The 'Corporate tax and the digital economy' document published today is an updated version of the original position paper issued in November 2017, in the last Autumn Budget. In the meantime, the Government has sought responses to the original paper from interested parties. That consultation ended on 31 January this year and it is clear that HM Treasury has learned much from the responses it received and from other engagement with representatives of the sector. Not least, this is reflected in the substantial increase in size of the updated document – up from 24 pages to 38.

Although HM Treasury has expanded on all areas of the original paper, there’s a lot more now on what the Government means by 'user-generated value' and why it considers this should be singled out for special tax treatment. However, there’s even more on the Government’s views on what form long-term reform might take, presumably to try to guide and influence the EC and OECD work in this area. This, in fact, now forms the biggest part of the paper (10 of the 38 pages).
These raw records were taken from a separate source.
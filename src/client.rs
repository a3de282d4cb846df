//! Request executor: compile, submit, classify, decode.

use std::error::Error;
use std::sync::Arc;

use serde::de::DeserializeOwned;

use crate::endpoint::Endpoint;
use crate::error::{ApiError, ApiResult};
use crate::transport::{HttpTransport, ReqwestTransport, TransportError};

/// Boxed error returned by a decoder closure.
pub type DecodeError = Box<dyn Error + Send + Sync>;

/// Executes endpoints against a transport and classifies every outcome
/// into [`ApiResult`].
///
/// The transport handle is shared for the client's lifetime; endpoint and
/// body values are borrowed per call and never retained. A submitted
/// request resolves to exactly one outcome — no retries, no cancellation,
/// no caching. Independently submitted requests may complete in any order.
pub struct ApiClient {
    transport: Arc<dyn HttpTransport>,
}

impl ApiClient {
    /// Client over the default reqwest transport.
    pub fn new() -> Self {
        Self::with_transport(Arc::new(ReqwestTransport::default()))
    }

    /// Client over an injected transport (tests, alternative stacks).
    pub fn with_transport(transport: Arc<dyn HttpTransport>) -> Self {
        Self { transport }
    }

    /// Execute `endpoint` at `path` and decode the response body with
    /// `decode`.
    ///
    /// Outcomes:
    /// - compile failure → [`ApiError::InvalidRequest`], transport never
    ///   invoked
    /// - transport connectivity failure → [`ApiError::NoInternet`]
    /// - any other transport failure → [`ApiError::Other`] with the
    ///   transport's diagnostic text verbatim
    /// - empty response body → [`ApiError::InvalidData`]
    /// - decode failure → [`ApiError::InvalidData`]
    pub async fn execute<T, D>(&self, endpoint: &Endpoint, path: &str, decode: D) -> ApiResult<T>
    where
        D: FnOnce(&[u8]) -> Result<T, DecodeError>,
    {
        let request = endpoint.compile(path)?;
        tracing::debug!("dispatching {} {}", request.method.name(), request.url);

        let response = match self.transport.execute(request).await {
            Ok(response) => response,
            Err(TransportError::Offline(msg)) => {
                tracing::warn!("transport offline: {}", msg);
                return Err(ApiError::NoInternet);
            }
            Err(TransportError::Failed(msg)) => {
                tracing::warn!("transport failure: {}", msg);
                return Err(ApiError::Other(msg));
            }
        };

        tracing::debug!("response status {}, {} bytes", response.status, response.body.len());
        if response.body.is_empty() {
            return Err(ApiError::InvalidData);
        }

        match decode(&response.body) {
            Ok(value) => Ok(value),
            Err(err) => {
                tracing::warn!("response decoding failed: {}", err);
                Err(ApiError::InvalidData)
            }
        }
    }

    /// Execute and decode the response body as JSON into `T`.
    pub async fn fetch<T: DeserializeOwned>(&self, endpoint: &Endpoint, path: &str) -> ApiResult<T> {
        self.execute(endpoint, path, |bytes| {
            serde_json::from_slice(bytes).map_err(Into::into)
        })
        .await
    }
}

impl Default for ApiClient {
    fn default() -> Self {
        Self::new()
    }
}
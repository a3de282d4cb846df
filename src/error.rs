//! Error types for the request pipeline.
//!
//! Every failure a caller can observe is classified into [`ApiError`]
//! before it crosses the crate boundary; raw transport or serde errors
//! never leak through.

use thiserror::Error;

/// Outcome of one executed request.
pub type ApiResult<T> = Result<T, ApiError>;

/// The closed set of failures surfaced to callers.
#[derive(Error, Debug, PartialEq, Eq)]
pub enum ApiError {
    /// The transport signalled that no network connection was available.
    #[error("no internet connection")]
    NoInternet,

    /// The endpoint could not be compiled into a request: malformed
    /// scheme or host, an invalid header, or a body that failed to encode.
    #[error("invalid request")]
    InvalidRequest,

    /// The response body was absent or could not be decoded into the
    /// expected type.
    #[error("invalid response data")]
    InvalidData,

    /// Any other transport-level failure, carrying the transport's
    /// diagnostic text verbatim.
    #[error("{0}")]
    Other(String),
}

/// Failure while encoding a request body.
#[derive(Error, Debug)]
pub enum BodyError {
    /// The wrapped payload could not be serialized.
    #[error("body serialization failed: {0}")]
    Serialization(String),
}

impl From<serde_json::Error> for BodyError {
    fn from(err: serde_json::Error) -> Self {
        Self::Serialization(err.to_string())
    }
}
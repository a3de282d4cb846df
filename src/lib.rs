//! netcall
//!
//! Declarative HTTP endpoints: describe an API call as plain data, compile
//! it into a wire-ready request, execute it through a pluggable transport,
//! and receive a typed value or a typed [`ApiError`] — never a raw
//! transport error.
//!
//! ```rust,ignore
//! use netcall::{ApiClient, Endpoint};
//!
//! let client = ApiClient::new();
//! let endpoint = Endpoint::builder("api.example.com")
//!     .query("userId", "1")
//!     .build();
//! let user: User = client.fetch(&endpoint, "/api/users").await?;
//! ```
#![deny(unsafe_code)]

pub mod body;
pub mod client;
pub mod endpoint;
pub mod error;
pub mod method;
pub mod transport;

pub use body::{FilePart, FormBody, HttpBody, JsonBody, MultipartBody, RawBody};
pub use client::{ApiClient, DecodeError};
pub use endpoint::{CompiledRequest, Endpoint, EndpointBuilder};
pub use error::{ApiError, ApiResult, BodyError};
pub use method::HttpMethod;
pub use transport::{HttpTransport, ReqwestTransport, TransportError, TransportResponse};
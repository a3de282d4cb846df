//! Declarative endpoint descriptors and request compilation.

use std::collections::HashMap;

use reqwest::Url;
use reqwest::header::{HeaderMap, HeaderName, HeaderValue};

use crate::body::HttpBody;
use crate::error::ApiError;
use crate::method::HttpMethod;

/// Immutable description of one logical API call.
///
/// Constructed per call via [`Endpoint::builder`], compiled once with the
/// request path, then discarded. Holds no connection state and performs no
/// I/O.
pub struct Endpoint {
    scheme: String,
    host: String,
    method: HttpMethod,
    headers: HashMap<String, String>,
    query: Vec<(String, String)>,
    body: Option<Box<dyn HttpBody>>,
}

/// Transport-ready artifact produced by [`Endpoint::compile`].
#[derive(Debug, Clone)]
pub struct CompiledRequest {
    pub url: Url,
    pub method: HttpMethod,
    pub headers: HeaderMap,
    pub body: Option<Vec<u8>>,
}

impl Endpoint {
    /// Builder for `host`, with the remaining fields at their defaults:
    /// `GET`, `https`, no headers, no query, no body.
    pub fn builder(host: impl Into<String>) -> EndpointBuilder {
        EndpointBuilder {
            scheme: None,
            host: host.into(),
            method: None,
            headers: HashMap::new(),
            query: Vec::new(),
            body: None,
        }
    }

    /// Compile this endpoint into a transport-ready request for `path`.
    ///
    /// Query pairs are appended in input order with duplicate names kept.
    /// Headers merge additively: a body's `additional_headers` never
    /// overwrite endpoint headers, both values are sent. A present,
    /// non-empty body is encoded here; any failure along the way is
    /// [`ApiError::InvalidRequest`].
    pub fn compile(&self, path: &str) -> Result<CompiledRequest, ApiError> {
        let mut url = Url::parse(&format!("{}://{}", self.scheme, self.host))
            .map_err(|_| ApiError::InvalidRequest)?;
        url.set_path(path);
        if !self.query.is_empty() {
            let mut pairs = url.query_pairs_mut();
            for (name, value) in &self.query {
                pairs.append_pair(name, value);
            }
        }

        let mut headers = HeaderMap::new();
        for (name, value) in &self.headers {
            append_header(&mut headers, name, value)?;
        }

        let mut body = None;
        if let Some(encoder) = &self.body {
            if !encoder.is_empty() {
                for (name, value) in encoder.additional_headers() {
                    append_header(&mut headers, &name, &value)?;
                }
                body = Some(encoder.encode().map_err(|err| {
                    tracing::warn!("body encoding failed: {}", err);
                    ApiError::InvalidRequest
                })?);
            }
        }

        Ok(CompiledRequest {
            url,
            method: self.method.clone(),
            headers,
            body,
        })
    }
}

fn append_header(headers: &mut HeaderMap, name: &str, value: &str) -> Result<(), ApiError> {
    let name = HeaderName::from_bytes(name.as_bytes()).map_err(|_| ApiError::InvalidRequest)?;
    let value = HeaderValue::from_str(value).map_err(|_| ApiError::InvalidRequest)?;
    headers.append(name, value);
    Ok(())
}

/// Builder for [`Endpoint`] with explicit default values.
pub struct EndpointBuilder {
    scheme: Option<String>,
    host: String,
    method: Option<HttpMethod>,
    headers: HashMap<String, String>,
    query: Vec<(String, String)>,
    body: Option<Box<dyn HttpBody>>,
}

impl EndpointBuilder {
    pub fn scheme(mut self, scheme: impl Into<String>) -> Self {
        self.scheme = Some(scheme.into());
        self
    }

    pub fn method(mut self, method: HttpMethod) -> Self {
        self.method = Some(method);
        self
    }

    /// Set a single header. Endpoint header keys are unique; setting the
    /// same name twice keeps the later value.
    pub fn header(mut self, name: impl Into<String>, value: impl Into<String>) -> Self {
        self.headers.insert(name.into(), value.into());
        self
    }

    pub fn headers(mut self, headers: HashMap<String, String>) -> Self {
        self.headers.extend(headers);
        self
    }

    /// Append one query pair. Pairs keep their insertion order and
    /// duplicate names are allowed.
    pub fn query(mut self, name: impl Into<String>, value: impl Into<String>) -> Self {
        self.query.push((name.into(), value.into()));
        self
    }

    pub fn body(mut self, body: impl HttpBody + 'static) -> Self {
        self.body = Some(Box::new(body));
        self
    }

    pub fn build(self) -> Endpoint {
        Endpoint {
            scheme: self.scheme.unwrap_or_else(|| "https".to_string()),
            host: self.host,
            method: self.method.unwrap_or_default(),
            headers: self.headers,
            query: self.query,
            body: self.body,
        }
    }
}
By contrast, although there is more detail on the threatened interim measure, the expansion of this section is much less than the other two. It remains to be seen whether this reflects a shift in the Treasury’s attitude in favour of helping to devise a long-term solution on a multilateral basis and away from a unilateral interim solution.

Moore Stephens is currently analysing the updated position paper and will be circulating more detailed thoughts on it shortly.

Also issued at the time of the Spring Statement were two further calls for evidence that relate to the digital economy:
  • ‘Cash and digital payments in the new economy’ is aimed to help the Government better understand the role of cash and digital payments in the economy, and how the transition from cash to digital payments impacts on different sectors, regions and demographics. The document explores how the Government can support digital payments and ensure the ability to pay by cash is still available for those who need it, whilst clamping down on those who use cash to evade tax and launder money.
  • ‘The role of online platforms in ensuring tax compliance by their users’ is aimed to help the Government learn more about this area, including the relationships between platforms and their users and the steps some platforms are already taking to help their users understand and meet tax obligations. It also outlines some measures taken by overseas tax authorities and seeks evidence on the impact of these.